The outdoor clothing and equipment retailer posted a net profit of tax of $8.9m in the 12 months to July 31, compared to $57.6m a year earlier. The company said the stark drop in earnings reflected an $18m one-off transaction cost for the acquisition of surf brand Rip Curl, a $4.6m restructuring cost and a further $2.6m leasing cost.

Credit: NZH
Credit: NZH
Sales were down by $135m across the company's retail and wholesale business, impacted significantly by store closures during lockdowns in New Zealand and Australia.

Kathmandu group sales were up 48.7 per cent to $801.5m in the period, compared to $538.8m a year earlier, and included nine months of earnings from recently acquired surf brand Rip Curl.

It posted earnings before interest, tax, depreciation and amortisation (ebitda) of $149.8m, up from $99.5m reported in the same period a year earlier.

Kathmandu will not pay out a final dividend. The company said Covid-19 had resulted in an approximate $135m loss of sales for the group.

Total online group sales grew by 63 per cent to $106.4m in the year, now accounting for 15.7 per cent of all sales.

Kathmandu's online sales grew by 67 per cent to $80.9m in the period, while Rip Curl online sales grew by 52 per cent to $25.5m.

Including online and in-store sales, total group sales increased by 48.7 per cent.

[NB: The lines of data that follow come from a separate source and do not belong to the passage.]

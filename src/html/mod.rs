// SPDX-License-Identifier: MIT
// Copyright 2026 Roland Dreier <roland@rolandd.dev>

//! Embedded static assets for the dashboard page.
//!
//! The shell and its script are bundled into the binary; the page fetches
//! its content from `/api/page` on every load.

pub mod dashboard;

pub use dashboard::{DASHBOARD_HTML, DASHBOARD_JS};
// SPDX-License-Identifier: MIT
// Copyright 2026 Roland Dreier <roland@rolandd.dev>

//! Services module - business logic layer.

pub mod bootstrap;
pub mod classifier;
pub mod loader;
pub mod page;
pub mod render;

pub use bootstrap::{ensure_sample_data, BootstrapError};
pub use classifier::{classify, BucketColor};
pub use loader::{load_route_table, load_segments, LoadError};
pub use page::build_page;
pub use render::render_map;
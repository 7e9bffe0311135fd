// SPDX-License-Identifier: MIT
// Copyright 2026 Roland Dreier <roland@rolandd.dev>

//! Category to map color classification.

use serde::Serialize;

/// Display color for a segment category.
#[derive(Debug, Clone, Copy, PartialEq, Eq, Hash, Serialize)]
#[serde(rename_all = "lowercase")]
pub enum BucketColor {
    Green,
    Orange,
    Red,
    /// Unknown or missing category
    Blue,
}

impl BucketColor {
    /// All buckets in legend order.
    pub const ALL: [BucketColor; 4] = [
        BucketColor::Green,
        BucketColor::Orange,
        BucketColor::Red,
        BucketColor::Blue,
    ];

    /// Color name as understood by the map widget.
    pub fn as_str(self) -> &'static str {
        match self {
            BucketColor::Green => "green",
            BucketColor::Orange => "orange",
            BucketColor::Red => "red",
            BucketColor::Blue => "blue",
        }
    }

    /// Name of the show/hide toggle for this bucket's layers.
    pub fn label(self) -> &'static str {
        match self {
            BucketColor::Green => "Good",
            BucketColor::Orange => "Medium",
            BucketColor::Red => "Bad",
            BucketColor::Blue => "Uncategorized",
        }
    }
}

/// Map a category to its bucket color. Matching is exact.
pub fn classify(category: Option<&str>) -> BucketColor {
    match category {
        Some("good") => BucketColor::Green,
        Some("medium") => BucketColor::Orange,
        Some("bad") => BucketColor::Red,
        _ => BucketColor::Blue,
    }
}
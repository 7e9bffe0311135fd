// SPDX-License-Identifier: MIT
// Copyright 2026 Roland Dreier <roland@kernel.org>

//! Waterway Eco Map: scored waterway segments on an interactive map
//!
//! This crate serves a small dashboard that draws hand-authored waterway
//! segments color-coded by eco score category, plus an optional table of
//! demo route scores.

pub mod config;
pub mod error;
pub mod html;
pub mod middleware;
pub mod models;
pub mod routes;
pub mod services;

use config::Config;

/// Shared application state.
pub struct AppState {
    pub config: Config,
}
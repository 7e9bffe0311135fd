// SPDX-License-Identifier: MIT
// Copyright 2026 Roland Dreier <roland@rolandd.dev>

//! Security headers middleware.

use axum::{extract::Request, http::HeaderValue, middleware::Next, response::Response};

/// Leaflet comes from unpkg and base tiles from OpenStreetMap; nothing else
/// is loaded from outside this origin.
pub const CONTENT_SECURITY_POLICY: &str = "default-src 'none'; \
    script-src 'self' https://unpkg.com; \
    style-src 'self' 'unsafe-inline' https://unpkg.com; \
    img-src 'self' data: https://tile.openstreetmap.org https://unpkg.com; \
    connect-src 'self'; \
    frame-ancestors 'none'";

/// Add security headers to all responses.
pub async fn add_security_headers(req: Request, next: Next) -> Response {
    let mut response = next.run(req).await;
    let headers = response.headers_mut();

    headers.insert(
        "X-Content-Type-Options",
        HeaderValue::from_static("nosniff"),
    );
    headers.insert("X-Frame-Options", HeaderValue::from_static("DENY"));
    headers.insert(
        "Content-Security-Policy",
        HeaderValue::from_static(CONTENT_SECURITY_POLICY),
    );
    headers.insert(
        "Referrer-Policy",
        HeaderValue::from_static("strict-origin-when-cross-origin"),
    );
    headers.insert(
        "Permissions-Policy",
        HeaderValue::from_static("camera=(), geolocation=(), microphone=(), payment=(), usb=()"),
    );

    response
}
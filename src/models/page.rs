// SPDX-License-Identifier: MIT
// Copyright 2026 Roland Dreier <roland@kernel.org>

//! Page model for one dashboard render cycle.

use super::map::MapView;
use super::route::RouteTable;
use serde::Serialize;

/// User-visible message attached to the page.
#[derive(Debug, Clone, PartialEq, Serialize)]
#[serde(tag = "level", content = "message", rename_all = "snake_case")]
pub enum Notice {
    Warning(String),
}

/// Secondary panel below the map.
#[derive(Debug, Clone, PartialEq, Serialize)]
#[serde(tag = "kind", rename_all = "snake_case")]
pub enum RoutesPanel {
    /// Routes file parsed; show its properties.
    Table { heading: String, table: RouteTable },
    /// Routes file present but unreadable.
    Warning { message: String },
    /// Routes file not there yet.
    Info { message: String },
}

/// Everything the browser shell needs to draw the dashboard.
#[derive(Debug, Clone, Serialize)]
pub struct PageModel {
    pub title: String,
    /// Resolved path of the primary input file
    pub caption: String,
    pub notices: Vec<Notice>,
    pub map: MapView,
    /// Map panel height in pixels
    pub map_height: u32,
    pub legend_heading: String,
    pub legend: Vec<String>,
    pub routes: RoutesPanel,
}
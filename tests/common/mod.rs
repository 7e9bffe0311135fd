// SPDX-License-Identifier: MIT
// Copyright 2026 Roland Dreier <roland@rolandd.dev>

use std::sync::Arc;
use tempfile::TempDir;
use waterway_eco_map::config::Config;
use waterway_eco_map::routes::create_router;
use waterway_eco_map::AppState;

/// Create a test app backed by a fresh scratch data directory.
/// Returns the router and the directory guard (dropping it removes the files).
#[allow(dead_code)]
pub fn create_test_app() -> (axum::Router, TempDir) {
    let data_dir = tempfile::tempdir().expect("Failed to create temp dir");
    let app = create_test_app_in(&data_dir);
    (app, data_dir)
}

/// Create a test app reading from an existing data directory.
#[allow(dead_code)]
pub fn create_test_app_in(data_dir: &TempDir) -> axum::Router {
    let config = Config {
        data_dir: data_dir.path().to_path_buf(),
        ..Config::default()
    };
    let state = Arc::new(AppState { config });
    create_router(state)
}

/// Read a response body as JSON.
#[allow(dead_code)]
pub async fn json_body(response: axum::response::Response) -> serde_json::Value {
    let body = axum::body::to_bytes(response.into_body(), 1024 * 1024)
        .await
        .unwrap();
    serde_json::from_slice(&body).unwrap()
}
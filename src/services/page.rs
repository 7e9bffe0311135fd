// SPDX-License-Identifier: MIT
// Copyright 2026 Roland Dreier <roland@rolandd.dev>

//! One dashboard render cycle: bootstrap, load, classify, render.

use crate::config::Config;
use crate::error::{AppError, Result};
use crate::models::page::{Notice, PageModel, RoutesPanel};
use crate::services::{bootstrap, loader, render};
use std::path::Path;

pub const PAGE_TITLE: &str = "Race_Publica — Sustainable Waterway Navigation (Berlin MVP)";
pub const MAP_HEIGHT_PX: u32 = 620;
pub const LEGEND_HEADING: &str = "What the colors mean";
pub const LEGEND: [&str; 3] = [
    "🟢 **Good** (≥ 70) — low-conflict, eco-preferred",
    "🟠 **Medium** (40–69) — moderate impact",
    "🔴 **Bad** (< 40) — sensitive/congested",
];
pub const ROUTES_HEADING: &str = "Demo Route Scores";
pub const EMPTY_SEGMENTS_WARNING: &str = "GeoJSON loaded but is empty.";

/// Run a full render cycle against the configured data directory.
///
/// Bootstrap and primary load failures are fatal. Everything about the
/// routes file is reported inside the page instead.
pub fn build_page(config: &Config) -> Result<PageModel> {
    let scored_path = config.scored_path();

    bootstrap::ensure_sample_data(&scored_path)
        .map_err(|e| AppError::Bootstrap(e.to_string()))?;

    let caption = format!("Using: {}", resolve(&scored_path));

    let collection = loader::load_segments(&scored_path).map_err(|e| {
        AppError::DataLoad(format!("Failed to read {}: {}", file_name(&scored_path), e))
    })?;

    let mut notices = Vec::new();
    if collection.is_empty() {
        tracing::warn!(path = %scored_path.display(), "Segment collection is empty");
        notices.push(Notice::Warning(EMPTY_SEGMENTS_WARNING.to_string()));
    }

    let map = render::render_map(&collection);
    let routes = routes_panel(&config.routes_path(), &config.routes_display_path());

    Ok(PageModel {
        title: PAGE_TITLE.to_string(),
        caption,
        notices,
        map,
        map_height: MAP_HEIGHT_PX,
        legend_heading: LEGEND_HEADING.to_string(),
        legend: LEGEND.iter().map(|s| s.to_string()).collect(),
        routes,
    })
}

/// Decide what the routes panel shows. Never fails.
pub fn routes_panel(path: &Path, display_path: &str) -> RoutesPanel {
    if !path.exists() {
        return RoutesPanel::Info {
            message: format!("Waiting for sample demo routes… (`{}`).", display_path),
        };
    }

    match loader::load_route_table(path) {
        Ok(table) => RoutesPanel::Table {
            heading: ROUTES_HEADING.to_string(),
            table,
        },
        Err(e) => {
            tracing::warn!(path = %path.display(), error = %e, "Could not read routes");
            RoutesPanel::Warning {
                message: format!("Could not read routes: {}", e),
            }
        }
    }
}

fn resolve(path: &Path) -> String {
    path.canonicalize()
        .unwrap_or_else(|_| path.to_path_buf())
        .display()
        .to_string()
}

fn file_name(path: &Path) -> String {
    path.file_name()
        .map(|n| n.to_string_lossy().into_owned())
        .unwrap_or_else(|| path.display().to_string())
}
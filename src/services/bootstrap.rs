// SPDX-License-Identifier: MIT
// Copyright 2026 Roland Dreier <roland@rolandd.dev>

//! Sample data seeding so the map never starts empty.

use std::fs;
use std::path::Path;

/// Three hand-authored Berlin segments, one per category.
pub const SAMPLE_SEGMENTS_GEOJSON: &str = r#"{
  "type": "FeatureCollection",
  "features": [
    {
      "type": "Feature",
      "properties": {"segment_id": "seg_00001", "eco_score": 85, "category": "good"},
      "geometry": {"type": "LineString", "coordinates": [[13.40, 52.50], [13.45, 52.51]]}
    },
    {
      "type": "Feature",
      "properties": {"segment_id": "seg_00002", "eco_score": 55, "category": "medium"},
      "geometry": {"type": "LineString", "coordinates": [[13.38, 52.51], [13.40, 52.52]]}
    },
    {
      "type": "Feature",
      "properties": {"segment_id": "seg_00003", "eco_score": 30, "category": "bad"},
      "geometry": {"type": "LineString", "coordinates": [[13.46, 52.49], [13.50, 52.50]]}
    }
  ]
}
"#;

/// Write the sample segments to `path` unless a file is already there.
///
/// Parent directories are created as needed. An existing file is never
/// touched, even if it is empty or malformed.
pub fn ensure_sample_data<P: AsRef<Path>>(path: P) -> Result<(), BootstrapError> {
    let path = path.as_ref();
    if path.exists() {
        return Ok(());
    }

    if let Some(dir) = path.parent().filter(|d| !d.as_os_str().is_empty()) {
        fs::create_dir_all(dir).map_err(|e| BootstrapError::Io {
            path: dir.display().to_string(),
            reason: e.to_string(),
        })?;
    }

    fs::write(path, SAMPLE_SEGMENTS_GEOJSON).map_err(|e| BootstrapError::Io {
        path: path.display().to_string(),
        reason: e.to_string(),
    })?;

    tracing::info!(path = %path.display(), "Seeded sample segments");
    Ok(())
}

/// Errors from sample data seeding.
#[derive(Debug, thiserror::Error)]
pub enum BootstrapError {
    #[error("Failed to write {path}: {reason}")]
    Io { path: String, reason: String },
}

#[cfg(test)]
mod tests {
    use super::*;

    #[test]
    fn test_creates_missing_directory() {
        let tmp = tempfile::tempdir().unwrap();
        let path = tmp.path().join("nested/data/eco_zones_scored.geojson");

        ensure_sample_data(&path).unwrap();

        let written = fs::read_to_string(&path).unwrap();
        assert_eq!(written, SAMPLE_SEGMENTS_GEOJSON);
    }

    #[test]
    fn test_existing_file_untouched() {
        let tmp = tempfile::tempdir().unwrap();
        let path = tmp.path().join("eco_zones_scored.geojson");
        fs::write(&path, "not geojson").unwrap();

        ensure_sample_data(&path).unwrap();

        assert_eq!(fs::read_to_string(&path).unwrap(), "not geojson");
    }

    #[test]
    fn test_idempotent() {
        let tmp = tempfile::tempdir().unwrap();
        let path = tmp.path().join("eco_zones_scored.geojson");

        ensure_sample_data(&path).unwrap();
        ensure_sample_data(&path).unwrap();

        assert_eq!(fs::read_to_string(&path).unwrap(), SAMPLE_SEGMENTS_GEOJSON);
    }

    #[test]
    fn test_sample_is_valid_geojson() {
        let parsed: geojson::GeoJson = SAMPLE_SEGMENTS_GEOJSON.parse().unwrap();
        match parsed {
            geojson::GeoJson::FeatureCollection(fc) => assert_eq!(fc.features.len(), 3),
            other => panic!("expected FeatureCollection, got {:?}", other),
        }
    }

    #[test]
    fn test_write_failure_propagates() {
        let tmp = tempfile::tempdir().unwrap();
        // A regular file where the data directory should be
        let blocker = tmp.path().join("data");
        fs::write(&blocker, "").unwrap();

        let result = ensure_sample_data(blocker.join("eco_zones_scored.geojson"));
        assert!(matches!(result, Err(BootstrapError::Io { .. })));
    }
}
// SPDX-License-Identifier: MIT
// Copyright 2026 Roland Dreier <roland@rolandd.dev>

//! Dashboard page shell and its script.

pub const DASHBOARD_HTML: &str = r#"<!doctype html>
<html lang="en">

<head>
  <meta charset="UTF-8" />
  <meta name="viewport" content="width=device-width, initial-scale=1.0" />
  <title>Race_Publica</title>
  <link rel="stylesheet" href="https://unpkg.com/leaflet@1.9.4/dist/leaflet.css" />
  <style>
    body { margin: 0; font-family: system-ui, sans-serif; color: #262730; }
    main { padding: 1.5rem 3rem; max-width: none; }
    h1 { margin: 0 0 0.25rem; font-size: 2rem; }
    .caption { color: #808495; font-size: 0.85rem; margin-bottom: 1rem; }
    .notice { padding: 0.75rem 1rem; border-radius: 0.5rem; margin: 0.75rem 0; }
    .notice.info { background: #e8f0fe; color: #1c4587; }
    .notice.warning { background: #fff8e1; color: #7a5a00; }
    .notice.error { background: #fdecea; color: #8a1c1c; }
    #map { width: 100%; border-radius: 0.5rem; }
    table { border-collapse: collapse; font-size: 0.9rem; }
    th, td { border: 1px solid #e6e6ea; padding: 0.3rem 0.6rem; text-align: left; }
    th { background: #f5f5f7; }
  </style>
</head>

<body>
  <main>
    <h1 id="title">Race_Publica</h1>
    <div id="caption" class="caption"></div>
    <div id="notices"></div>
    <div id="map" hidden></div>
    <section id="legend"></section>
    <section id="routes"></section>
  </main>
  <script src="https://unpkg.com/leaflet@1.9.4/dist/leaflet.js"></script>
  <script src="/static/dashboard.js"></script>
</body>

</html>
"#;

pub const DASHBOARD_JS: &str = r#"'use strict';

function escapeHtml(text) {
  return String(text)
    .replace(/&/g, '&amp;')
    .replace(/</g, '&lt;')
    .replace(/>/g, '&gt;')
    .replace(/"/g, '&quot;')
    .replace(/'/g, '&#39;');
}

// Legend lines use **bold** and `code` markers only.
function inlineMarkdown(text) {
  return escapeHtml(text)
    .replace(/\*\*(.+?)\*\*/g, '<strong>$1</strong>')
    .replace(/`(.+?)`/g, '<code>$1</code>');
}

function showNotice(level, message) {
  const div = document.createElement('div');
  div.className = 'notice ' + level;
  div.innerHTML = inlineMarkdown(message);
  document.getElementById('notices').appendChild(div);
}

function drawMap(view, height) {
  const el = document.getElementById('map');
  el.style.height = height + 'px';
  el.hidden = false;

  const map = L.map(el).setView(view.center, view.zoom);
  L.tileLayer(view.tiles, { attribution: view.attribution, maxZoom: 19 }).addTo(map);

  // One toggleable group per color bucket
  const groups = {};
  for (const group of view.groups) {
    groups[group.color] = L.layerGroup().addTo(map);
  }

  for (const layer of view.layers) {
    const style = layer.style;
    L.geoJSON(layer.geometry, { style: () => style })
      .bindTooltip(escapeHtml(layer.tooltip))
      .addTo(groups[style.color]);
  }

  if (view.groups.length > 0) {
    const overlays = {};
    for (const group of view.groups) {
      overlays[escapeHtml(group.label) + ' (' + group.count + ')'] = groups[group.color];
    }
    L.control.layers(null, overlays, { collapsed: false }).addTo(map);
  }
}

function drawLegend(heading, lines) {
  const section = document.getElementById('legend');
  const items = lines.map((l) => '<li>' + inlineMarkdown(l) + '</li>').join('');
  section.innerHTML = '<h3>' + escapeHtml(heading) + '</h3><ul>' + items + '</ul>';
}

function cell(value) {
  if (value === null || value === undefined) return '';
  if (typeof value === 'object') return escapeHtml(JSON.stringify(value));
  return escapeHtml(value);
}

function drawRoutes(panel) {
  const section = document.getElementById('routes');
  if (panel.kind === 'table') {
    const head = panel.table.columns.map((c) => '<th>' + escapeHtml(c) + '</th>').join('');
    const rows = panel.table.rows
      .map((r) => '<tr>' + r.map((v) => '<td>' + cell(v) + '</td>').join('') + '</tr>')
      .join('');
    section.innerHTML = '<h2>' + escapeHtml(panel.heading) + '</h2>' +
      '<table><thead><tr>' + head + '</tr></thead><tbody>' + rows + '</tbody></table>';
  } else {
    const div = document.createElement('div');
    div.className = 'notice ' + panel.kind;
    div.innerHTML = inlineMarkdown(panel.message);
    section.appendChild(div);
  }
}

async function main() {
  let response;
  try {
    response = await fetch('/api/page');
  } catch (e) {
    showNotice('error', 'Could not reach the server: ' + e);
    return;
  }

  const body = await response.json();
  if (!response.ok) {
    showNotice('error', body.details || body.error);
    return;
  }

  document.title = body.title;
  document.getElementById('title').textContent = body.title;
  document.getElementById('caption').textContent = body.caption;
  for (const n of body.notices) showNotice(n.level, n.message);

  if (typeof L === 'undefined') {
    showNotice('error', 'Import error: map library failed to load');
    return;
  }

  drawMap(body.map, body.map_height);
  drawLegend(body.legend_heading, body.legend);
  drawRoutes(body.routes);
}

main();
"#;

Kathmandu group chief executive Xavier Simonet said FY20 had been a "transformational year" for the company following the Rip Curl acquisition. But the group had bared the brunt of the Covid-19 pandemic which had impacted its results.

Despite this, he said the company was in a strong financial position.

"Unfortunately the group faced significant unexpected challenges with Covid-19 restrictions and lockdowns. We took decisive action early to reduce costs, adjust the operating structure of the business, and raised $207 million of equity. These initiatives have resulted in a strong balance sheet and healthy inventory level, which position us well for the future," Simonet told the NZX.

Following lockdown restrictions easing in New Zealand, Australia, Europe and California, the group had seen its retail sales return strongly.

"Both Rip Curl and Kathmandu also enjoyed an exceptional post-lockdown winter sales performance in Australia and New Zealand," Simonet said.

The company said Covid-19 had resulted in loss sales in the Rip Curl business of about $70m and about $15m in the Oboz business.

Lockdowns had caused loss sales revenue of about $50m from Kathmandu stores.

Rip Curl sales declined by 17 per cent, but it still generated $34m of cash and contributed $11.7m to group underlying EBITDA during the initial nine months of ownership.

"Beyond the short-term impacts from lockdowns, our long-term strategy remains unchanged," Simonet said.

"Product innovation, brand differentiation, a key focus on sustainability, and a step change in digital transformation, will enable us to continue answering the needs of our customers."